Some plant and insect distributions suggest that some species in these grasslands may have a southern origin [15, 16] when warm, dry conditions during the Holocene Hypsithermal warm period could have allowed northward expansion of grassland biota. Subsequent cooling, and recession of grasslands, would have left disjunct populations in sites with warmer, drier microclimates. This has been suggested for the occurrence of disjunct northwestern grasslands in the Peace River region of Alberta, up to 54° N [19, 20], but has not been formally tested in the context of xeric Yukon grasslands.

Solecki et al. [21] analysed the community structure of the family Chloropidae (Diptera) in Yukon xeric grasslands, and in two grassland regions farther south (disjunct grasslands in the Peace River region, Alberta, and in the main body of the prairies in southern Alberta to Manitoba), and found that the Yukon assemblages are distinct from those in southern prairies, and suggested that the Yukon assemblages were a mix of species that persisted in Beringia through glaciation and species that dispersed northward postglacially. Some species in that study were present in all grassland regions studied, but even those widely distributed species may retain, at the population level, genetic evidence of isolation into Beringian and southern populations during glaciation. Such widespread species are the focus of this study.

The objective of this study was to (1) obtain molecular data on population structure of flies in western grasslands (including southern prairie grasslands, Peace River grasslands and Yukon grasslands) and (2) evaluate these population patterns in the context of glacial and postglacial history. Species associated with these habitats may exhibit population patterns that mirror the postglacial history of the habitat. The Yukon grasslands have been hypothesized to be primarily composed of species that persisted in the Pleistocene Beringian steppe; or species that dispersed northward postglacially due to expanding prairie grasslands which later became disjunct because of mid-Holocene climate change.

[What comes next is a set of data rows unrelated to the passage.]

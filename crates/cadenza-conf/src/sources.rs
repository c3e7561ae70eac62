//! Configuration sources for the layered settings system
//!
//! Sources are merged in priority order
//! (environment variables > config files > defaults).

use indexmap::IndexMap;
use serde_json::Value;
use std::fs;
use std::path::{Path, PathBuf};

/// Separator used in environment variable names to express nesting
///
/// `CADENZA_ERRORS__404` is loaded as the key `errors.404`.
pub const ENV_NESTING_SEPARATOR: &str = "__";

/// Trait for configuration sources
pub trait ConfigSource: Send + Sync {
	/// Load configuration from this source
	fn load(&self) -> Result<IndexMap<String, Value>, SourceError>;

	/// Get the priority of this source (higher = more important)
	fn priority(&self) -> u8;

	/// Get a description of this source
	fn description(&self) -> String;
}

/// Error type for configuration sources
#[non_exhaustive]
#[derive(Debug, thiserror::Error)]
pub enum SourceError {
	#[error("IO error: {0}")]
	Io(#[from] std::io::Error),

	#[error("Parse error: {0}")]
	Parse(String),

	#[error("TOML error: {0}")]
	Toml(#[from] toml::de::Error),

	#[error("JSON error: {0}")]
	Json(#[from] serde_json::Error),

	#[error("Invalid source: {0}")]
	InvalidSource(String),
}

/// Environment variable configuration source
///
/// Names are lowercased, the prefix (if any) is stripped and every `__` becomes
/// a `.` so that nested keys such as `errors.default` can be overridden.
pub struct EnvSource {
	prefix: Option<String>,
}

impl EnvSource {
	/// Create a source reading every environment variable
	pub fn new() -> Self {
		Self { prefix: None }
	}

	/// Only load variables starting with `prefix`
	///
	/// # Examples
	///
	/// ```
	/// use cadenza_conf::sources::{ConfigSource, EnvSource};
	///
	/// let source = EnvSource::new().with_prefix("CADENZA_");
	/// assert_eq!(source.description(), "Environment variables (prefix: CADENZA_)");
	/// ```
	pub fn with_prefix(mut self, prefix: impl Into<String>) -> Self {
		self.prefix = Some(prefix.into());
		self
	}

	fn parse_value(key: &str, value: String) -> Value {
		if key == "debug" {
			match value.trim().to_lowercase().as_str() {
				"true" | "1" | "yes" | "on" => return Value::Bool(true),
				"false" | "0" | "no" | "off" | "" => return Value::Bool(false),
				_ => return Value::String(value),
			}
		}

		if let Ok(num) = value.parse::<i64>() {
			Value::Number(num.into())
		} else if let Ok(b) = value.parse::<bool>() {
			Value::Bool(b)
		} else {
			Value::String(value)
		}
	}
}

impl Default for EnvSource {
	fn default() -> Self {
		Self::new()
	}
}

impl ConfigSource for EnvSource {
	fn load(&self) -> Result<IndexMap<String, Value>, SourceError> {
		let mut config = IndexMap::new();

		for (key, value) in std::env::vars() {
			let clean_key = match &self.prefix {
				Some(prefix) => match key.strip_prefix(prefix.as_str()) {
					Some(stripped) => stripped,
					None => continue,
				},
				None => key.as_str(),
			};
			if clean_key.is_empty() {
				continue;
			}

			let normalized = clean_key
				.to_lowercase()
				.replace(ENV_NESTING_SEPARATOR, ".");
			let parsed = Self::parse_value(&normalized, value);
			config.insert(normalized, parsed);
		}

		Ok(config)
	}

	fn priority(&self) -> u8 {
		100
	}

	fn description(&self) -> String {
		match &self.prefix {
			Some(prefix) => format!("Environment variables (prefix: {})", prefix),
			None => "Environment variables".to_string(),
		}
	}
}

fn root_object(value: Value) -> Result<IndexMap<String, Value>, SourceError> {
	match value {
		Value::Object(map) => Ok(map.into_iter().collect()),
		_ => Err(SourceError::Parse("Expected object at root".to_string())),
	}
}

/// TOML file configuration source; a missing file loads as empty
pub struct TomlFileSource {
	path: PathBuf,
}

impl TomlFileSource {
	/// Create a new TOML file configuration source
	///
	/// # Examples
	///
	/// ```
	/// use cadenza_conf::sources::TomlFileSource;
	///
	/// let source = TomlFileSource::new("cadenza.toml");
	/// ```
	pub fn new(path: impl Into<PathBuf>) -> Self {
		Self { path: path.into() }
	}
}

impl ConfigSource for TomlFileSource {
	fn load(&self) -> Result<IndexMap<String, Value>, SourceError> {
		if !self.path.exists() {
			return Ok(IndexMap::new());
		}

		let content = fs::read_to_string(&self.path)?;
		let toml_value: toml::Value = toml::from_str(&content)?;
		let json_value = serde_json::to_value(toml_value)?;

		root_object(json_value)
	}

	fn priority(&self) -> u8 {
		50
	}

	fn description(&self) -> String {
		format!("TOML file: {}", self.path.display())
	}
}

/// JSON file configuration source; a missing file loads as empty
pub struct JsonFileSource {
	path: PathBuf,
}

impl JsonFileSource {
	/// Create a new JSON file configuration source
	pub fn new(path: impl Into<PathBuf>) -> Self {
		Self { path: path.into() }
	}
}

impl ConfigSource for JsonFileSource {
	fn load(&self) -> Result<IndexMap<String, Value>, SourceError> {
		if !self.path.exists() {
			return Ok(IndexMap::new());
		}

		let content = fs::read_to_string(&self.path)?;
		let json_value: Value = serde_json::from_str(&content)?;

		root_object(json_value)
	}

	fn priority(&self) -> u8 {
		50
	}

	fn description(&self) -> String {
		format!("JSON file: {}", self.path.display())
	}
}

/// Default values configuration source
///
/// Keys may be dotted (`errors.default`); they are expanded when settings are built.
pub struct DefaultSource {
	values: IndexMap<String, Value>,
}

impl DefaultSource {
	/// Create an empty default source
	///
	/// # Examples
	///
	/// ```
	/// use cadenza_conf::sources::{ConfigSource, DefaultSource};
	/// use serde_json::json;
	///
	/// let source = DefaultSource::new()
	///     .with_value("debug", json!(false))
	///     .with_value("errors.default", json!("cadenza.default_error_handler"));
	///
	/// assert_eq!(source.load().unwrap().len(), 2);
	/// ```
	pub fn new() -> Self {
		Self {
			values: IndexMap::new(),
		}
	}

	/// Add a default value for a configuration key
	pub fn with_value(mut self, key: impl Into<String>, value: Value) -> Self {
		self.values.insert(key.into(), value);
		self
	}
}

impl Default for DefaultSource {
	fn default() -> Self {
		Self::new()
	}
}

impl ConfigSource for DefaultSource {
	fn load(&self) -> Result<IndexMap<String, Value>, SourceError> {
		Ok(self.values.clone())
	}

	fn priority(&self) -> u8 {
		0
	}

	fn description(&self) -> String {
		"Default values".to_string()
	}
}

/// Pick a file source from the path's extension
///
/// # Examples
///
/// ```
/// use cadenza_conf::sources::auto_source;
///
/// let toml = auto_source("settings/base.toml").unwrap();
/// assert_eq!(toml.description(), "TOML file: settings/base.toml");
///
/// assert!(auto_source("settings/base.yaml").is_err());
/// ```
pub fn auto_source(path: impl AsRef<Path>) -> Result<Box<dyn ConfigSource>, SourceError> {
	let path = path.as_ref();
	let ext = path
		.extension()
		.and_then(|e| e.to_str())
		.ok_or_else(|| SourceError::InvalidSource("No file extension".to_string()))?;

	match ext {
		"toml" => Ok(Box::new(TomlFileSource::new(path))),
		"json" => Ok(Box::new(JsonFileSource::new(path))),
		_ => Err(SourceError::InvalidSource(format!(
			"Unsupported file extension: {}",
			ext
		))),
	}
}

#[cfg(test)]
mod tests {
	use super::*;
	use rstest::rstest;
	use serde_json::json;
	use serial_test::serial;
	use std::env;
	use tempfile::TempDir;

	#[rstest]
	#[serial(env)]
	fn test_env_source_nesting_and_prefix() {
		// SAFETY: serialized with every other environment-mutating test
		unsafe {
			env::set_var("CADENZA_TEST_ERRORS__404", "app.not_found");
			env::set_var("CADENZA_TEST_DEBUG", "on");
			env::set_var("CADENZA_TEST_WORKERS", "4");
		}

		let config = EnvSource::new()
			.with_prefix("CADENZA_TEST_")
			.load()
			.unwrap();

		assert_eq!(config.get("errors.404"), Some(&json!("app.not_found")));
		assert_eq!(config.get("debug"), Some(&json!(true)));
		assert_eq!(config.get("workers"), Some(&json!(4)));
		assert!(config.keys().all(|key| !key.starts_with("cadenza_test_")));

		// SAFETY: see above
		unsafe {
			env::remove_var("CADENZA_TEST_ERRORS__404");
			env::remove_var("CADENZA_TEST_DEBUG");
			env::remove_var("CADENZA_TEST_WORKERS");
		}
	}

	#[rstest]
	#[case("true", json!(true))]
	#[case("0", json!(false))]
	#[case("maybe", json!("maybe"))]
	fn test_debug_parsing(#[case] raw: &str, #[case] expected: Value) {
		assert_eq!(EnvSource::parse_value("debug", raw.to_string()), expected);
	}

	#[rstest]
	fn test_toml_source_nested_tables() {
		let temp_dir = TempDir::new().unwrap();
		let path = temp_dir.path().join("cadenza.toml");
		fs::write(
			&path,
			r#"
debug = true

[errors]
404 = "app.not_found"
default = "app.errors"
"#,
		)
		.unwrap();

		let config = TomlFileSource::new(&path).load().unwrap();

		assert_eq!(config.get("debug"), Some(&json!(true)));
		assert_eq!(
			config.get("errors"),
			Some(&json!({"404": "app.not_found", "default": "app.errors"}))
		);
	}

	#[rstest]
	fn test_json_source_requires_object_root() {
		let temp_dir = TempDir::new().unwrap();
		let path = temp_dir.path().join("cadenza.json");
		fs::write(&path, "[1, 2, 3]").unwrap();

		let error = JsonFileSource::new(&path).load().unwrap_err();
		assert!(matches!(error, SourceError::Parse(_)));
	}

	#[rstest]
	fn test_missing_files_load_empty() {
		let temp_dir = TempDir::new().unwrap();

		let toml = TomlFileSource::new(temp_dir.path().join("absent.toml"));
		let json = JsonFileSource::new(temp_dir.path().join("absent.json"));

		assert!(toml.load().unwrap().is_empty());
		assert!(json.load().unwrap().is_empty());
	}

	#[rstest]
	fn test_source_priority() {
		assert_eq!(EnvSource::new().priority(), 100);
		assert_eq!(TomlFileSource::new("a.toml").priority(), 50);
		assert_eq!(JsonFileSource::new("a.json").priority(), 50);
		assert_eq!(DefaultSource::new().priority(), 0);
	}
}
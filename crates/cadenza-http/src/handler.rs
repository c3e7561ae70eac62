//! The handler abstraction shared by every request processing component.
//!
//! ```rust
//! use cadenza_http::{Handler, Request, Response, Result};
//! use async_trait::async_trait;
//!
//! struct Hello;
//!
//! #[async_trait]
//! impl Handler for Hello {
//!     async fn handle(&self, _request: Request) -> Result<Response> {
//!         Ok(Response::ok().with_body("Hello!"))
//!     }
//! }
//! ```

use async_trait::async_trait;
use cadenza_exception::Result;
use std::sync::Arc;

use crate::{Request, Response};

/// Handler trait for processing requests.
///
/// Handlers receive a request and produce a response or an error.
#[async_trait]
pub trait Handler: Send + Sync {
	/// Handles an HTTP request and produces a response.
	///
	/// # Errors
	///
	/// Returns an error if the request cannot be processed.
	async fn handle(&self, request: Request) -> Result<Response>;
}

/// Lets `Arc<dyn Handler>` be used wherever a handler is expected.
#[async_trait]
impl<T: Handler + ?Sized> Handler for Arc<T> {
	async fn handle(&self, request: Request) -> Result<Response> {
		(**self).handle(request).await
	}
}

Diptera populations found in all three grassland regions may have (1) survived glaciation as disjunct populations in Beringia and in the southern refugium; (2) dispersed northward postglacially from the southern refugium; or (3) arisen by a combination of the two. In terms of genetic expectations at the population level, each alternative would have different consequences: (1) would show distinct Yukon haplotypes in a network clearly separated from southern haplotypes; (2) would show haplotypes in the Yukon that are also found in the south, or are linked by short branches to clusters of southern haplotypes; (3) would show a combination of distinct clusters of Yukon haplotypes (reflecting survival and diversification in Beringia), as well as other Yukon haplotypes that are linked to clusters of southern haplotypes (reflecting additional dispersal of the populations northward postglacially).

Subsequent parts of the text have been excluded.